Plus de réglementation pour plus de sécurité ?
Le transport aérien connaît depuis sa création une amélioration continue de son niveau de sécurité. En question de Sécurité des vols, la réglementation qui l’encadre a beaucoup évolué, s’est beaucoup renforcée, en s’intéressant à de plus nombreux pans de l’exploitation, en imposant de nouvelles règles. Il est souvent difficile de discerner exactement l’impact sur la sécurité de nouvelles obligations réglementaires, mais il est évident pour tous que la rigueur et l’évolution réglementaire participe, au jour le jour, à faire de l’aérien un des modes de transport les plus sûrs, sinon le plus sûr.
En revanche, peut-on se convaincre que plus de réglementation, c’est toujours plus de sécurité ?
En France, c’est l’idée dominante. Les standards mondiaux sont très largement renforcés par la réglementation européenne conçue par l’EASA (European Air Safety Agency), qui elle-même évolue sur un rythme soutenu : en moins de deux décennies, l’OPS 1, le corpus réglementaire applicable aux compagnies aériennes, est devenu EU-OPS, puis AIR OPS, et les Implementing Rules (IR) sont aujourd’hui chapeautés par la Nouvelle Basic Regulation (NBR), avec un cadre d’application toujours plus large et plus détaillé par des matériaux complémentaires (FAQ, GM, AMC…). Mais cela n’est pas tout : ces textes sont largement complétés par des textes nationaux, qui font eux-mêmes l’objet d’interprétations plus locales, eux-mêmes adjoints d’obligations édictées par les préfectures, les aéroports et les autres services compétents de l’Etat (douanes, direction du travail, …)
On aboutit ainsi naturellement au « mille-feuille réglementaire » souvent décrié, mais qu’aucun Choc de simplification ou qu’aucunes Assises du transport aérien ne semble en mesure de remettre en cause. Pourquoi un tel état de fait ? Il semblerait, au-delà de l’organisation administrative complexe de notre grand pays, que nous soyons également face à une déviation de l’esprit cartésien et qui laisse planer l’idée que « deux fois plus de réglementation, c’est deux fois plus précis et donc apporte deux fois plus de sécurité ».

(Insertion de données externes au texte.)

#![allow(clippy::expect_used, clippy::panic)]
//! Integration tests for fail-point injection.
//!
//! These tests require the `failpoints` feature:
//! ```bash
//! cargo test -p quorumlog-client --features failpoints --test failpoint_tests
//! ```

use quorumlog_client::{
    testutil::{options, TestCluster},
    ClientConfig, LedgerError,
};

#[tokio::test]
async fn add_send_failpoint_fails_the_add() {
    let scenario = fail::FailScenario::setup();
    let cluster = TestCluster::new(3);
    let config = ClientConfig::builder().ensemble_change_enabled(false).build().expect("config");
    let ledger = cluster.client_with_config(config).create_ledger(options(3, 2, 2)).await.expect("create");

    fail::cfg("add-entry-send", "return").expect("failed to configure fail point");
    let result = ledger.add_entry(b"doomed").await;
    assert!(matches!(result, Err(LedgerError::NotEnoughBookies { .. })), "got {result:?}");
    assert_eq!(ledger.last_add_confirmed(), -1);

    scenario.teardown();
}

#[tokio::test]
async fn add_without_failpoint_succeeds() {
    let scenario = fail::FailScenario::setup();
    let cluster = TestCluster::new(3);
    let ledger = cluster.client().create_ledger(options(3, 2, 2)).await.expect("create");

    assert_eq!(ledger.add_entry(b"fine").await.expect("add"), 0);

    scenario.teardown();
}

#[tokio::test]
async fn read_send_failpoint_fails_the_read() {
    let scenario = fail::FailScenario::setup();
    let cluster = TestCluster::new(3);
    let ledger = cluster.client().create_ledger(options(3, 2, 2)).await.expect("create");
    ledger.add_entry(b"stored").await.expect("add");

    fail::cfg("read-entry-send", "return").expect("failed to configure fail point");
    let result = ledger.read_entries(0, 0).await;
    assert!(matches!(result, Err(LedgerError::Read { .. })), "got {result:?}");

    fail::remove("read-entry-send");
    let entries = ledger.read_entries(0, 0).await.expect("read after removal");
    assert_eq!(entries[0].payload().as_ref(), b"stored");

    scenario.teardown();
}

#[tokio::test]
async fn close_failpoint_leaves_metadata_open() {
    let scenario = fail::FailScenario::setup();
    let cluster = TestCluster::new(3);
    let client = cluster.client();
    let ledger = client.create_ledger(options(3, 2, 2)).await.expect("create");
    ledger.add_entry(b"a").await.expect("add");

    fail::cfg("ledger-close-before-metadata", "return").expect("failed to configure fail point");
    let result = ledger.close().await;
    assert!(matches!(result, Err(LedgerError::UnexpectedCondition { .. })), "got {result:?}");
    assert!(!client.is_closed(ledger.id()).await.expect("is_closed"));

    // Close reports its first outcome from then on.
    fail::remove("ledger-close-before-metadata");
    assert!(ledger.close().await.is_err());

    scenario.teardown();
}
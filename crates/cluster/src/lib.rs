//! Collaborator contracts of the quorumlog ledger client.
//!
//! A ledger client replicates entries across storage nodes ("bookies"). It
//! does not own the transport to those nodes, the policy that chooses them,
//! or the store that persists ledger metadata. This crate defines those
//! three seams as traits, together with the types that cross them, and ships
//! in-memory implementations of each.
//!
//! # Architecture
//!
//! ```text
//! ┌─────────────────────────────────────────────────────────────┐
//! │                   quorumlog-client                          │
//! │   LedgerClient │ LedgerHandle │ pending ops │ digests       │
//! ├───────────────────┬────────────────────┬────────────────────┤
//! │   BookieClient    │ EnsemblePlacement- │ LedgerMetadata-    │
//! │                   │ Policy             │ Store              │
//! ├───────────────────┼────────────────────┼────────────────────┤
//! │ MemoryBookie-     │ RandomPlacement-   │ MemoryMetadata-    │
//! │ Cluster (testing) │ Policy             │ Store (testing)    │
//! └───────────────────┴────────────────────┴────────────────────┘
//! ```
//!
//! # Error Handling
//!
//! Each contract has its own error family: [`BookieError`],
//! [`PlacementError`] and [`MetadataError`]. The client maps them onto its
//! own taxonomy.
//!
//! # Feature Flags
//!
//! - **`testutil`**: Enables the `testutil` module with shared test helpers (bookie ids, payload
//!   generators, metadata factories, assertion macros).

#![deny(unsafe_code)]
#![warn(missing_docs)]

pub mod bookie;
pub mod error;
pub mod memory;
pub mod metadata;
pub mod metrics;
pub mod placement;
#[cfg(any(test, feature = "testutil"))]
#[allow(clippy::expect_used)]
pub mod testutil;
pub mod types;

pub use bookie::{BookieClient, NodeOutcome, ReadFlags, WriteFlags};
pub use error::{
    BookieError, BookieResult, BoxError, ConfigError, MetadataError, MetadataResult,
    PlacementError,
};
pub use memory::{MemoryBookieCluster, MemoryMetadataStore};
pub use metadata::{LedgerMetadata, LedgerMetadataStore, LedgerState, Versioned};
pub use metrics::{ClientStats, ClientStatsSnapshot};
pub use placement::{EnsemblePlacementPolicy, RandomPlacementPolicy};
pub use types::{BookieId, DigestType, LedgerId, QuorumSizes, INVALID_ENTRY_ID};
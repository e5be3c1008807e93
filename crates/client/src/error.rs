//! Error taxonomy of the ledger client.
//!
//! Parameter validation errors ([`LedgerError::InvalidArgument`],
//! [`LedgerError::IndexOutOfBounds`], [`LedgerError::IncorrectParameter`])
//! are raised before any bookie is contacted. Everything else is the outcome
//! of quorum arithmetic over bookie responses, or of a metadata-store call.

use std::sync::Arc;

use quorumlog_cluster::{BoxError, ConfigError, LedgerId, MetadataError, PlacementError};
use thiserror::Error;

/// Result type alias for ledger client operations.
pub type LedgerResult<T> = std::result::Result<T, LedgerError>;

/// Errors returned by the ledger client.
///
/// Cloneable so a single failure can be delivered to every waiter of a
/// shared operation, such as concurrent [`close`](crate::LedgerHandle::close)
/// calls.
///
/// # Non-exhaustive
///
/// New variants may be added in future minor releases. Downstream match
/// expressions must include a wildcard arm (`_ =>`).
#[derive(Debug, Clone, Error)]
#[non_exhaustive]
pub enum LedgerError {
    /// A required argument was missing or malformed.
    #[error("Invalid argument: {message}")]
    InvalidArgument {
        /// What was wrong.
        message: String,
    },

    /// `offset + length` does not fit in the supplied buffer.
    #[error("Range [{offset}, {offset}+{length}) out of bounds for buffer of {size} bytes")]
    IndexOutOfBounds {
        /// Requested offset.
        offset: usize,
        /// Requested length.
        length: usize,
        /// Size of the buffer.
        size: usize,
    },

    /// A semantically invalid range or count.
    #[error("Incorrect parameter: {message}")]
    IncorrectParameter {
        /// What was wrong.
        message: String,
    },

    /// An ensemble could not be formed, or the ack quorum became unreachable.
    #[error("Not enough bookies for ledger {ledger_id}: {message}")]
    NotEnoughBookies {
        /// Affected ledger, `-1` before an id is allocated.
        ledger_id: LedgerId,
        /// What could not be satisfied.
        message: String,
    },

    /// A quorum read failed, or the range exceeds confirmed data.
    #[error("Read failed on ledger {ledger_id}: {message}")]
    Read {
        /// Ledger being read.
        ledger_id: LedgerId,
        /// What failed.
        message: String,
    },

    /// Every bookie contacted by a read was unreachable.
    #[error("No bookie available to serve ledger {ledger_id}")]
    BookieUnavailable {
        /// Ledger being read.
        ledger_id: LedgerId,
    },

    /// The requested entry does not exist.
    #[error("No such entry {entry_id} in ledger {ledger_id}")]
    NoSuchEntry {
        /// Ledger being read.
        ledger_id: LedgerId,
        /// Missing entry.
        entry_id: i64,
    },

    /// A response failed digest verification.
    #[error("Digest mismatch on ledger {ledger_id} entry {entry_id}")]
    DigestMismatch {
        /// Ledger being read.
        ledger_id: LedgerId,
        /// Entry whose digest did not verify.
        entry_id: i64,
    },

    /// Password or digest kind does not match the ledger.
    #[error("Unauthorized access to ledger {ledger_id}")]
    UnauthorizedAccess {
        /// Ledger being opened.
        ledger_id: LedgerId,
    },

    /// A ledger with this id already exists.
    #[error("Ledger {ledger_id} already exists")]
    LedgerExists {
        /// Conflicting id.
        ledger_id: LedgerId,
    },

    /// No ledger with this id exists.
    #[error("Ledger {ledger_id} not found")]
    LedgerNotFound {
        /// Missing id.
        ledger_id: LedgerId,
    },

    /// The handle is closed, or the ledger is sealed and cannot take adds.
    #[error("Ledger {ledger_id} is closed")]
    LedgerClosed {
        /// Affected ledger.
        ledger_id: LedgerId,
    },

    /// Another client fenced the ledger for recovery.
    #[error("Ledger {ledger_id} was fenced by another client")]
    LedgerFenced {
        /// Affected ledger.
        ledger_id: LedgerId,
    },

    /// Metadata changed underneath this client in an incompatible way.
    #[error("Metadata version conflict on ledger {ledger_id}")]
    MetadataVersion {
        /// Affected ledger.
        ledger_id: LedgerId,
    },

    /// A completion callback panicked.
    #[error("Unexpected condition: {message}")]
    UnexpectedCondition {
        /// Panic payload or description.
        message: String,
    },

    /// The client has been closed.
    #[error("Client is closed")]
    ClientClosed,

    /// Any other collaborator failure.
    #[error("Cluster error: {message}")]
    Cluster {
        /// Description of the failure.
        message: String,
        /// The underlying error.
        #[source]
        source: Option<BoxError>,
    },
}

impl LedgerError {
    /// Creates an `InvalidArgument` error.
    #[must_use]
    pub fn invalid_argument(message: impl Into<String>) -> Self {
        Self::InvalidArgument { message: message.into() }
    }

    /// Creates an `IncorrectParameter` error.
    #[must_use]
    pub fn incorrect_parameter(message: impl Into<String>) -> Self {
        Self::IncorrectParameter { message: message.into() }
    }

    /// Creates a `NotEnoughBookies` error.
    #[must_use]
    pub fn not_enough_bookies(ledger_id: LedgerId, message: impl Into<String>) -> Self {
        Self::NotEnoughBookies { ledger_id, message: message.into() }
    }

    /// Creates a `Read` error.
    #[must_use]
    pub fn read(ledger_id: LedgerId, message: impl Into<String>) -> Self {
        Self::Read { ledger_id, message: message.into() }
    }

    /// Creates an `UnexpectedCondition` error.
    #[must_use]
    pub fn unexpected_condition(message: impl Into<String>) -> Self {
        Self::UnexpectedCondition { message: message.into() }
    }

    /// Creates a `Cluster` error with a message and source error.
    #[must_use]
    pub fn cluster_with_source(
        message: impl Into<String>,
        source: impl std::error::Error + Send + Sync + 'static,
    ) -> Self {
        Self::Cluster { message: message.into(), source: Some(Arc::new(source)) }
    }

    /// Stable numeric code, compatible with the classic bookkeeper return codes.
    #[must_use]
    pub fn code(&self) -> i32 {
        match self {
            Self::Read { .. } => -1,
            Self::NoSuchEntry { .. } => -13,
            Self::InvalidArgument { .. } | Self::IndexOutOfBounds { .. } => -4,
            Self::IncorrectParameter { .. } => -14,
            Self::DigestMismatch { .. } => -5,
            Self::NotEnoughBookies { .. } => -6,
            Self::BookieUnavailable { .. } => -8,
            Self::LedgerExists { .. } => -20,
            Self::LedgerNotFound { .. } => -7,
            Self::LedgerClosed { .. } => -11,
            Self::LedgerFenced { .. } => -101,
            Self::UnauthorizedAccess { .. } => -102,
            Self::MetadataVersion { .. } => -17,
            Self::UnexpectedCondition { .. } => -999,
            Self::ClientClosed => -19,
            Self::Cluster { .. } => -3,
        }
    }

    /// Maps a metadata-store error for the given ledger.
    pub(crate) fn from_metadata(ledger_id: LedgerId, err: MetadataError) -> Self {
        match err {
            MetadataError::LedgerExists { ledger_id } => Self::LedgerExists { ledger_id },
            MetadataError::NoSuchLedger { ledger_id } => Self::LedgerNotFound { ledger_id },
            MetadataError::BadVersion { .. } => Self::MetadataVersion { ledger_id },
            other => Self::cluster_with_source(format!("metadata store failed for ledger {ledger_id}"), other),
        }
    }

    /// Maps a placement error for the given ledger.
    pub(crate) fn from_placement(ledger_id: LedgerId, err: PlacementError) -> Self {
        Self::not_enough_bookies(ledger_id, err.to_string())
    }
}

impl From<ConfigError> for LedgerError {
    fn from(err: ConfigError) -> Self {
        Self::InvalidArgument { message: err.to_string() }
    }
}

#[cfg(test)]
mod tests {
    use std::error::Error as _;

    use super::*;

    #[test]
    fn test_metadata_mapping() {
        let id = LedgerId::from(4);
        assert!(matches!(
            LedgerError::from_metadata(id, MetadataError::LedgerExists { ledger_id: id }),
            LedgerError::LedgerExists { .. }
        ));
        assert!(matches!(
            LedgerError::from_metadata(id, MetadataError::NoSuchLedger { ledger_id: id }),
            LedgerError::LedgerNotFound { .. }
        ));
        assert!(matches!(
            LedgerError::from_metadata(
                id,
                MetadataError::BadVersion { ledger_id: id, expected: 1, actual: 2 }
            ),
            LedgerError::MetadataVersion { .. }
        ));
    }

    #[test]
    fn test_internal_metadata_error_keeps_source() {
        let err = LedgerError::from_metadata(LedgerId::from(1), MetadataError::internal("zk down"));
        assert!(matches!(err, LedgerError::Cluster { .. }));
        assert_eq!(err.source().map(ToString::to_string).as_deref(), Some("Metadata store error: zk down"));
    }

    #[test]
    fn test_config_error_is_invalid_argument() {
        let err: LedgerError = ConfigError::Exceeds {
            field: "ack_quorum",
            value: "3".into(),
            limit_field: "write_quorum",
            limit: "2".into(),
        }
        .into();
        assert!(matches!(err, LedgerError::InvalidArgument { .. }));
        assert_eq!(err.code(), -4);
    }

    #[test]
    fn test_error_display() {
        let err = LedgerError::IndexOutOfBounds { offset: 4, length: 8, size: 10 };
        assert_eq!(err.to_string(), "Range [4, 4+8) out of bounds for buffer of 10 bytes");

        let err = LedgerError::LedgerClosed { ledger_id: LedgerId::from(3) };
        assert_eq!(err.to_string(), "Ledger 3 is closed");
    }
}
//! Identifiers and small value types shared by the client and its collaborators.

use std::fmt;

use serde::{Deserialize, Serialize};

use crate::error::ConfigError;

/// Entry id used before any entry exists, and as "nothing confirmed yet".
pub const INVALID_ENTRY_ID: i64 = -1;

/// Macro to define a newtype wrapper around `i64` with standard trait
/// implementations.
///
/// Each generated type:
/// - Is a transparent wrapper around `i64` (zero runtime cost)
/// - Derives `Copy`, `Clone`, `Debug`, `PartialEq`, `Eq`, `Hash`, `PartialOrd`, `Ord`
/// - Derives `Serialize` and `Deserialize` (transparent)
/// - Implements `From<i64>` and `Into<i64>`
/// - Implements `Display` that outputs the inner value
macro_rules! define_id {
    ($(#[$meta:meta])* $name:ident) => {
        $(#[$meta])*
        #[derive(
            Copy, Clone, Debug, PartialEq, Eq, Hash, PartialOrd, Ord,
            serde::Serialize, serde::Deserialize,
        )]
        #[serde(transparent)]
        pub struct $name(pub i64);

        impl From<i64> for $name {
            fn from(value: i64) -> Self {
                Self(value)
            }
        }

        impl From<$name> for i64 {
            fn from(id: $name) -> Self {
                id.0
            }
        }

        impl std::fmt::Display for $name {
            fn fmt(&self, f: &mut std::fmt::Formatter<'_>) -> std::fmt::Result {
                write!(f, "{}", self.0)
            }
        }
    };
}

define_id!(
    /// Globally unique ledger identifier.
    ///
    /// Valid ids are non-negative. The metadata store hands them out
    /// sequentially, starting at zero.
    ///
    /// # Examples
    ///
    /// ```
    /// use quorumlog_cluster::LedgerId;
    ///
    /// let id = LedgerId::from(42);
    /// assert_eq!(i64::from(id), 42);
    /// assert_eq!(id.to_string(), "42");
    /// ```
    LedgerId
);

impl LedgerId {
    /// Returns `true` for ids a ledger may carry.
    #[must_use]
    pub fn is_valid(self) -> bool {
        self.0 >= 0
    }
}

/// Address of a single storage node.
///
/// # Examples
///
/// ```
/// use quorumlog_cluster::BookieId;
///
/// let bookie = BookieId::from("10.0.0.4:3181");
/// assert_eq!(bookie.as_str(), "10.0.0.4:3181");
/// ```
#[derive(Clone, Debug, PartialEq, Eq, Hash, PartialOrd, Ord, Serialize, Deserialize)]
#[serde(transparent)]
pub struct BookieId(String);

impl BookieId {
    /// Creates a bookie id from its address.
    pub fn new(address: impl Into<String>) -> Self {
        Self(address.into())
    }

    /// Returns the bookie address.
    #[must_use]
    pub fn as_str(&self) -> &str {
        &self.0
    }
}

impl From<&str> for BookieId {
    fn from(value: &str) -> Self {
        Self(value.to_owned())
    }
}

impl From<String> for BookieId {
    fn from(value: String) -> Self {
        Self(value)
    }
}

impl fmt::Display for BookieId {
    fn fmt(&self, f: &mut fmt::Formatter<'_>) -> fmt::Result {
        f.write_str(&self.0)
    }
}

/// Ensemble, write-quorum and ack-quorum sizes of a ledger.
///
/// Always satisfies `1 <= ack_quorum <= write_quorum <= ensemble_size`.
#[derive(Copy, Clone, Debug, PartialEq, Eq, Hash, Serialize, Deserialize)]
#[serde(try_from = "RawQuorumSizes")]
pub struct QuorumSizes {
    ensemble_size: usize,
    write_quorum: usize,
    ack_quorum: usize,
}

#[derive(Deserialize)]
struct RawQuorumSizes {
    ensemble_size: usize,
    write_quorum: usize,
    ack_quorum: usize,
}

impl TryFrom<RawQuorumSizes> for QuorumSizes {
    type Error = ConfigError;

    fn try_from(raw: RawQuorumSizes) -> Result<Self, Self::Error> {
        Self::new(raw.ensemble_size, raw.write_quorum, raw.ack_quorum)
    }
}

impl QuorumSizes {
    /// Validates and creates quorum sizes.
    ///
    /// # Errors
    ///
    /// Returns [`ConfigError`] if any size is zero, if the write quorum
    /// exceeds the ensemble, or if the ack quorum exceeds the write quorum.
    pub fn new(
        ensemble_size: usize,
        write_quorum: usize,
        ack_quorum: usize,
    ) -> Result<Self, ConfigError> {
        for (field, value) in
            [("ensemble_size", ensemble_size), ("write_quorum", write_quorum), ("ack_quorum", ack_quorum)]
        {
            if value == 0 {
                return Err(ConfigError::BelowMinimum {
                    field,
                    min: "1".into(),
                    value: "0".into(),
                });
            }
        }
        if write_quorum > ensemble_size {
            return Err(ConfigError::Exceeds {
                field: "write_quorum",
                value: write_quorum.to_string(),
                limit_field: "ensemble_size",
                limit: ensemble_size.to_string(),
            });
        }
        if ack_quorum > write_quorum {
            return Err(ConfigError::Exceeds {
                field: "ack_quorum",
                value: ack_quorum.to_string(),
                limit_field: "write_quorum",
                limit: write_quorum.to_string(),
            });
        }
        Ok(Self { ensemble_size, write_quorum, ack_quorum })
    }

    /// Number of bookies in an ensemble.
    #[must_use]
    pub fn ensemble_size(&self) -> usize {
        self.ensemble_size
    }

    /// Number of bookies each entry is sent to.
    #[must_use]
    pub fn write_quorum(&self) -> usize {
        self.write_quorum
    }

    /// Number of acknowledgements that make an entry durable.
    #[must_use]
    pub fn ack_quorum(&self) -> usize {
        self.ack_quorum
    }

    /// Number of write-set failures an entry tolerates.
    #[must_use]
    pub fn tolerated_failures(&self) -> usize {
        self.write_quorum - self.ack_quorum
    }
}

/// Digest kind protecting every entry of a ledger.
///
/// Fixed when the ledger is created and recorded in its metadata.
#[derive(Copy, Clone, Debug, Default, PartialEq, Eq, Hash, Serialize, Deserialize)]
#[serde(rename_all = "lowercase")]
pub enum DigestType {
    /// IEEE CRC-32.
    #[default]
    Crc32,
    /// Castagnoli CRC-32.
    Crc32c,
    /// HMAC-SHA256 keyed by the ledger password.
    Mac,
    /// No digest; entries are not checksummed.
    Dummy,
}

impl fmt::Display for DigestType {
    fn fmt(&self, f: &mut fmt::Formatter<'_>) -> fmt::Result {
        match self {
            Self::Crc32 => write!(f, "crc32"),
            Self::Crc32c => write!(f, "crc32c"),
            Self::Mac => write!(f, "mac"),
            Self::Dummy => write!(f, "dummy"),
        }
    }
}

#[cfg(test)]
#[allow(clippy::unwrap_used)]
mod tests {
    use super::*;

    #[test]
    fn test_ledger_id_validity() {
        assert!(LedgerId::from(0).is_valid());
        assert!(!LedgerId::from(-1).is_valid());
    }

    #[test]
    fn test_digest_type_serde_names() {
        let json = serde_json::to_string(&DigestType::Crc32c).unwrap();
        assert_eq!(json, "\"crc32c\"");
        let parsed: DigestType = serde_json::from_str("\"mac\"").unwrap();
        assert_eq!(parsed, DigestType::Mac);
    }

    #[test]
    fn test_quorum_sizes_accept_valid_combinations() {
        for e in 1..=5 {
            for w in 1..=e {
                for a in 1..=w {
                    let sizes = QuorumSizes::new(e, w, a).unwrap();
                    assert_eq!(sizes.tolerated_failures(), w - a);
                }
            }
        }
    }

    #[test]
    fn test_quorum_sizes_reject_ack_above_write() {
        let err = QuorumSizes::new(3, 2, 3).unwrap_err();
        assert!(matches!(err, ConfigError::Exceeds { field: "ack_quorum", .. }));
    }

    #[test]
    fn test_quorum_sizes_reject_write_above_ensemble() {
        let err = QuorumSizes::new(2, 3, 1).unwrap_err();
        assert!(matches!(err, ConfigError::Exceeds { field: "write_quorum", .. }));
    }

    #[test]
    fn test_quorum_sizes_reject_zero() {
        let err = QuorumSizes::new(0, 0, 0).unwrap_err();
        assert!(matches!(err, ConfigError::BelowMinimum { field: "ensemble_size", .. }));
    }

    #[test]
    fn test_quorum_sizes_deserialize_validates() {
        let ok: QuorumSizes =
            serde_json::from_str(r#"{"ensemble_size":3,"write_quorum":2,"ack_quorum":2}"#)
                .unwrap();
        assert_eq!(ok.write_quorum(), 2);
        let bad = serde_json::from_str::<QuorumSizes>(
            r#"{"ensemble_size":3,"write_quorum":2,"ack_quorum":3}"#,
        );
        assert!(bad.is_err());
    }

    #[test]
    fn test_bookie_id_ordering_follows_address() {
        let mut ids = vec![BookieId::from("bookie-2"), BookieId::from("bookie-0")];
        ids.sort();
        assert_eq!(ids[0].as_str(), "bookie-0");
    }
}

Gilles Gompertz dans Air & Cosmos, décembre 2018
Aurais-je exagéré ?
Prenons quelques exemples :
La dernière réglementation franco-française applicable aux compagnies aériennes faisait moins de 200 pages, l’AIR OPS actuel en fait à lui tout seul plus de 2000, et ne suffit toujours pas.
Les obligations relatives aux affrètements par une compagnie européenne dans l’AIR OPS font l’objet de deux articles, elles ont été complétées en France par deux ALT-MoC (Alternative Means of Compliance) et un guide (qui impose de nouvelles règles, contrairement à ce que son titre pourrait laisser penser) dont l’édition originale en 2014 faisait 13 pages alors que la troisième édition publiée cet été couvre 24 pages. Pour chaque aéroport français concerné, les règles de définition et horaires de couvre-feu sont différents. Il fallait 24 heures pour obtenir un badge provisoire d’accès en zone réservée d’un aéroport parisien il y a quelques années, il en faut aujourd’hui 72.
Doit-on raisonnablement penser que l’Union Européenne et l’EASA font la réglementation à moitié seulement, doit on imaginer qu’un avion qui subit une avarie technique en escale et doit faire l’objet d’une réparation par un spécialiste va rester 3 jours immobilisé en l’attente de la délivrance d’un badge aéroportuaire ?
Ecrire de nouvelles réglementations est une charge importante, c’est pourquoi les Etats européens ont mutualisé cette tâche et créé l’EASA pour l’assurer. Essayer de les mettre en œuvre est une gageure encore plus importante pour les acteurs de terrain : avec la multiplication des textes, il est très difficile de conjuguer connaissance et respect de toutes les réglementations applicables avec une exécution en plein respect des règles de l’art et d’une efficacité et une productivité maximale, telle qu’attendus par l’entreprise et ses clients.
Il est important, il est urgent de se donner comme nouvel objectif réglementaire de « produire moins et mieux », avec plus de cohérence, en s’interdisant le « toujours plus » et la « French touch ». Pour accroitre encore et vraiment la sécurité, sans dégrader l’efficacité du transport aérien français. Et enfin, pour traduire cette maxime qui ne fait pas (encore) partie de notre culture : Simpler is safer.